Ce livre aurait pu s’appeler autopsie d’un instant tant il examine avec une précision chirurgicale le coup d’état qui a eu lieu en Espagne le 23 février 19811 – mais le titre est très bien ainsi, il est parfait. Javier Cercas décortique cet évènement en partant, en excellent romancier qu’il est, de son point d’orgue: l’irruption dans l’hémicycle de la chambre du Parlement espagnol, en pleine séance du second vote d’investiture du président du gouvernement, de militaires armés. Ne vous y trompez pas, Cercas, malgré son remarquable talent d’écrivain, ne romance pas cet évènement historique car, il en a pleinement conscience, la réalité surpasse la fiction.

[…] en fait, rien de ce que j’aurais pu imaginer sur le 23 février ne me touchait ni ne m’exaltait autant et ne pouvait se montrer plus complexe et plus éloquent que la réalité pure du 23 février.

Un peu comme le fait Eric Vuillard, par exemple dans son livre L’ordre du jour, Javier Cercas s’intéresse à un moment de l’histoire très resserré qui marque un tournant important. Sur la forme c’est très différent, Cercas détaille énormément ne fait pas dans l’ellipse – bien au contraire – et travaille peut-être un peu moins le style pour qu’il serve l’histoire. Il a dû passer un temps considérable pour récolter cette somme d’information avec une précision d’horloger. Un livre d’histoire contemporaine et de politique écrit de façon non romancée par un grand écrivain c’est assez génial à lire. Le romancier et l’historien ont fusionné, l’historien est doté du talent de compteur du romancier et le romancier des connaissances et de la rigueur de l’historien. En voici un exemple.

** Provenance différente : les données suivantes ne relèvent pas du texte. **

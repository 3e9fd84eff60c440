//! # Display Tests
//!
//! Renders lists built by the store in each bundled language.

use anyhow::Result;
use grocery_list::list_display::{group_by_aisle, render_list};
use grocery_list::localization::LocalizationManager;
use grocery_list::{AisleCategory, GroceryListStore, Ingredient, MemoryStorage, RecipeBook};

async fn sample_list() -> Result<Vec<grocery_list::GroceryItem>> {
    let store = GroceryListStore::new(MemoryStorage::new(), RecipeBook::new(), "list");
    store
        .add_recipe_ingredients(
            "curry",
            "Chickpea Curry",
            &[
                Ingredient::new("chickpeas", "2 cans"),
                Ingredient::new("onion", "1"),
                Ingredient::new("curry powder", "2 tbsp"),
                Ingredient::new("coconut milk", "1 can"),
            ],
        )
        .await?;
    store
        .add_recipe_ingredients(
            "rice",
            "Steamed Rice",
            &[Ingredient::new("basmati rice", "1 cup")],
        )
        .await?;
    Ok(store.get_list().await)
}

#[tokio::test]
async fn test_sections_follow_aisle_order() -> Result<()> {
    let items = sample_list().await?;
    let sections = group_by_aisle(&items);

    let aisles: Vec<AisleCategory> = sections.iter().map(|s| s.aisle).collect();
    assert_eq!(
        aisles,
        vec![
            AisleCategory::Produce,
            AisleCategory::Pantry,
            AisleCategory::SpicesSeasonings
        ]
    );

    let pantry: Vec<&str> = sections[1].items.iter().map(|i| i.name.as_str()).collect();
    assert_eq!(pantry, vec!["basmati rice", "chickpeas", "coconut milk"]);
    Ok(())
}

#[tokio::test]
async fn test_render_in_english_and_french() -> Result<()> {
    let items = sample_list().await?;
    let l10n = LocalizationManager::new()?;

    let english = render_list(&items, &l10n, "en");
    assert!(english.starts_with("Shopping list (5 items)"));
    assert!(english.contains("  [ ] onion: 1 (from Chickpea Curry)\n"));
    assert!(english.contains("  [ ] basmati rice: 1 cup (from Steamed Rice)\n"));

    let french = render_list(&items, &l10n, "fr-CA");
    assert!(french.contains("Fruits et légumes"));
    assert!(!french.contains("Produce"));
    Ok(())
}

J’apporte ici une nuance: pour Suárez, le plus difficile était le plus facile et le plus facile le plus difficile. Ce n’est pas qu’un jeu de mots: il n’avait certes pas créé le franquisme, mais Suarez avait grandi sous ce régime, il en connaissait parfaitement les règles et il les maniait avec brio (c’est pourquoi il réussit à mettre un terme au franquisme en faisant semblant de ne faire qu’en changer les règles) ; en revanche, bien qu’il eût créé la démocratie et en eût établi les règles, Suárez y évoluait avec peine car ses habitudes, son talent et son tempérament n’étaient pas faits pour ce qu’il avait construit, mais pour ce qu’il avait détruit.

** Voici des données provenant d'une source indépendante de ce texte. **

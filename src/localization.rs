//! # Localization Module
//!
//! Fluent-backed messages for rendering the shopping list: aisle headings and
//! list chrome. English and French bundles are compiled into the binary;
//! unsupported languages fall back to English.

use crate::grocery_model::AisleCategory;
use anyhow::{anyhow, Result};
use fluent_bundle::{FluentArgs, FluentBundle, FluentResource, FluentValue};
use std::collections::HashMap;
use unic_langid::LanguageIdentifier;

/// Fallback language
pub const DEFAULT_LANGUAGE: &str = "en";

/// Languages with a bundled resource
pub const SUPPORTED_LANGUAGES: &[&str] = &["en", "fr"];

const EN_RESOURCE: &str = include_str!("../locales/en/main.ftl");
const FR_RESOURCE: &str = include_str!("../locales/fr/main.ftl");

/// Localization manager holding one bundle per supported language
pub struct LocalizationManager {
    bundles: HashMap<String, FluentBundle<FluentResource>>,
}

impl LocalizationManager {
    /// Create a manager with every bundled language loaded
    pub fn new() -> Result<Self> {
        let mut bundles = HashMap::new();
        for (code, source) in [("en", EN_RESOURCE), ("fr", FR_RESOURCE)] {
            let locale: LanguageIdentifier = code.parse()?;
            bundles.insert(code.to_string(), Self::create_bundle(locale, source)?);
        }
        Ok(Self { bundles })
    }

    fn create_bundle(
        locale: LanguageIdentifier,
        source: &str,
    ) -> Result<FluentBundle<FluentResource>> {
        let mut bundle = FluentBundle::new(vec![locale.clone()]);
        // Plain text output, no bidi isolation marks around arguments
        bundle.set_use_isolating(false);

        let resource = FluentResource::try_new(source.to_string())
            .map_err(|(_, errors)| anyhow!("Invalid Fluent resource for {locale}: {errors:?}"))?;
        bundle
            .add_resource(resource)
            .map_err(|errors| anyhow!("Duplicate Fluent messages for {locale}: {errors:?}"))?;

        Ok(bundle)
    }

    /// Get a message in a language, falling back to English
    pub fn get_message_in_language(
        &self,
        key: &str,
        language: &str,
        args: Option<&HashMap<&str, &str>>,
    ) -> String {
        let language = detect_language(Some(language));
        let Some(bundle) = self
            .bundles
            .get(language)
            .or_else(|| self.bundles.get(DEFAULT_LANGUAGE))
        else {
            return format!("Missing translation: {key}");
        };

        let Some(pattern) = bundle.get_message(key).and_then(|msg| msg.value()) else {
            return format!("Missing translation: {key}");
        };

        let fluent_args = args.map(|args| {
            let mut fluent_args = FluentArgs::new();
            for (name, value) in args {
                fluent_args.set(*name, FluentValue::from(*value));
            }
            fluent_args
        });

        let mut errors = vec![];
        bundle
            .format_pattern(pattern, fluent_args.as_ref(), &mut errors)
            .into_owned()
    }

    /// Get a message with simple string arguments
    pub fn get_message_with_args(&self, key: &str, language: &str, args: &[(&str, &str)]) -> String {
        let args_map: HashMap<&str, &str> = args.iter().cloned().collect();
        self.get_message_in_language(key, language, Some(&args_map))
    }

    /// Heading for an aisle section
    pub fn aisle_label(&self, aisle: AisleCategory, language: &str) -> String {
        self.get_message_in_language(&format!("aisle-{}", aisle.as_str()), language, None)
    }
}

/// Map a language tag to a supported language code ("fr-CA" -> "fr")
pub fn detect_language(language_code: Option<&str>) -> &'static str {
    let Some(code) = language_code else {
        return DEFAULT_LANGUAGE;
    };
    let primary = code
        .split(['-', '_'])
        .next()
        .unwrap_or_default()
        .to_lowercase();

    SUPPORTED_LANGUAGES
        .iter()
        .find(|supported| **supported == primary)
        .copied()
        .unwrap_or(DEFAULT_LANGUAGE)
}
//! # Aggregator
//!
//! Merges ingredient contributions from any number of recipes into grocery
//! items: one item per normalized name, with a merged display quantity, an
//! aisle, and the ordered list of contributions that produced it.
//!
//! ## Merging rules
//!
//! - A single contribution keeps its quantity string unchanged.
//! - Several contributions are parsed and summed per unit. "cup" and "cups"
//!   share a bucket; "tbsp" and "tablespoon" do not, and nothing is converted
//!   between unit systems.
//! - Quantities that do not parse are appended verbatim, joined with `" + "`.
//!
//! ## Usage
//!
//! ```rust
//! use grocery_list::aggregator::Aggregator;
//! use grocery_list::grocery_model::{AggregationEntry, Ingredient};
//!
//! let aggregator = Aggregator::new();
//! let items = aggregator.aggregate(&[
//!     AggregationEntry::new(Ingredient::new("flour", "2 cups"), "r1", "Bread"),
//!     AggregationEntry::new(Ingredient::new("Flour", "1 cup"), "r2", "Cake"),
//! ]);
//!
//! assert_eq!(items.len(), 1);
//! assert_eq!(items[0].display_quantity, "3 cups");
//! ```

use crate::aisle_classifier::classify;
use crate::grocery_model::{AggregationEntry, GroceryItem, Source};
use crate::name_normalizer::{NaiveDepluralizer, NameNormalizer};
use crate::quantity_formatter::{format_quantity, singularize_unit};
use crate::quantity_parser::parse_quantity;
use chrono::Utc;
use log::{debug, trace};
use std::collections::HashMap;
use uuid::Uuid;

/// Bucket key for amounts that carry no unit
const UNITLESS: &str = "";

/// Contributions sharing one normalization key
#[derive(Debug)]
struct IngredientGroup {
    display_name: String,
    sources: Vec<Source>,
}

/// Groups and merges ingredient contributions
#[derive(Debug, Clone, Default)]
pub struct Aggregator<N: NameNormalizer = NaiveDepluralizer> {
    normalizer: N,
}

impl Aggregator<NaiveDepluralizer> {
    /// Create an aggregator using the naive depluralizing normalizer
    pub fn new() -> Self {
        Self {
            normalizer: NaiveDepluralizer,
        }
    }
}

impl<N: NameNormalizer> Aggregator<N> {
    /// Create an aggregator with a custom name normalizer
    pub fn with_normalizer(normalizer: N) -> Self {
        Self { normalizer }
    }

    /// The normalizer used to build grouping keys
    pub fn normalizer(&self) -> &N {
        &self.normalizer
    }

    /// Grouping key for a name
    pub fn key_for(&self, name: &str) -> String {
        self.normalizer.normalize(name)
    }

    /// Aggregate contributions into grocery items.
    ///
    /// Items come out in order of each key's first appearance. Every item is
    /// fresh: new id, unchecked, `added_at` set to now.
    pub fn aggregate(&self, entries: &[AggregationEntry]) -> Vec<GroceryItem> {
        let mut index: HashMap<String, usize> = HashMap::new();
        let mut groups: Vec<IngredientGroup> = Vec::new();

        for entry in entries {
            let key = self.normalizer.normalize(&entry.ingredient.name);
            if key.is_empty() {
                debug!(
                    "Dropping ingredient with empty name from recipe {}",
                    entry.recipe_id
                );
                continue;
            }

            let source = Source {
                recipe_id: entry.recipe_id.clone(),
                recipe_title: entry.recipe_title.clone(),
                quantity: entry.ingredient.quantity.clone(),
            };

            match index.get(&key) {
                Some(&position) => groups[position].sources.push(source),
                None => {
                    index.insert(key, groups.len());
                    groups.push(IngredientGroup {
                        display_name: entry.ingredient.name.trim().to_string(),
                        sources: vec![source],
                    });
                }
            }
        }

        debug!(
            "Aggregated {} contributions into {} items",
            entries.len(),
            groups.len()
        );

        groups.into_iter().map(build_item).collect()
    }
}

fn build_item(group: IngredientGroup) -> GroceryItem {
    let quantities: Vec<&str> = group.sources.iter().map(|s| s.quantity.as_str()).collect();
    let display_quantity = merge_quantities(&quantities);
    let aisle = classify(&group.display_name);

    trace!(
        "Built item '{}' ({}) in {}",
        group.display_name,
        display_quantity,
        aisle
    );

    GroceryItem {
        id: Uuid::new_v4().to_string(),
        name: group.display_name,
        display_quantity,
        aisle,
        checked: false,
        sources: group.sources,
        added_at: Utc::now(),
    }
}

/// Merge the quantity strings contributed to one item into a display string
pub fn merge_quantities(quantities: &[&str]) -> String {
    if let [only] = quantities {
        return only.to_string();
    }

    let mut buckets: Vec<(String, f64)> = Vec::new();
    let mut raw_remainder: Vec<String> = Vec::new();

    for quantity in quantities {
        let parsed = parse_quantity(quantity);
        match parsed.amount {
            Some(amount) => {
                let unit = if parsed.unit.is_empty() {
                    UNITLESS.to_string()
                } else {
                    singularize_unit(&parsed.unit)
                };
                match buckets.iter_mut().find(|(bucket, _)| *bucket == unit) {
                    Some((_, total)) => *total += amount,
                    None => buckets.push((unit, amount)),
                }
            }
            None if parsed.raw.trim().is_empty() => {}
            None => raw_remainder.push(parsed.raw),
        }
    }

    if buckets.is_empty() {
        return raw_remainder.into_iter().next().unwrap_or_default();
    }

    buckets
        .iter()
        .map(|(unit, total)| format_quantity(*total, unit))
        .chain(raw_remainder)
        .collect::<Vec<_>>()
        .join(" + ")
}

Alors il ne faut pas se le cacher, cette précision a un prix pour le lecteur qui, comme moi, n’est pas espagnol, ne connait pas son histoire récente ni son organisation politique et enfin ne lisait pas les journaux lors de ce coup d’état. Et c’est assez frustrant car j’ai eu l’impression de passer à côté à de multiples reprises. La lecture de ce livre a été pour moi très exigeante, j’avais trop de lacunes. Ce phénomène n’a rien à voir avec la qualité du livre, mais est entièrement imputable à ma méconnaissance. J’aurais aimé lire un livre d’une telle qualité sur des évènements ayant eu lieu en France.


Cercas, Javier. Anatomie d’un instant. Traduit par Elisabeth Beyer et Aleksandar Grujicic, Actes Sud, 2010.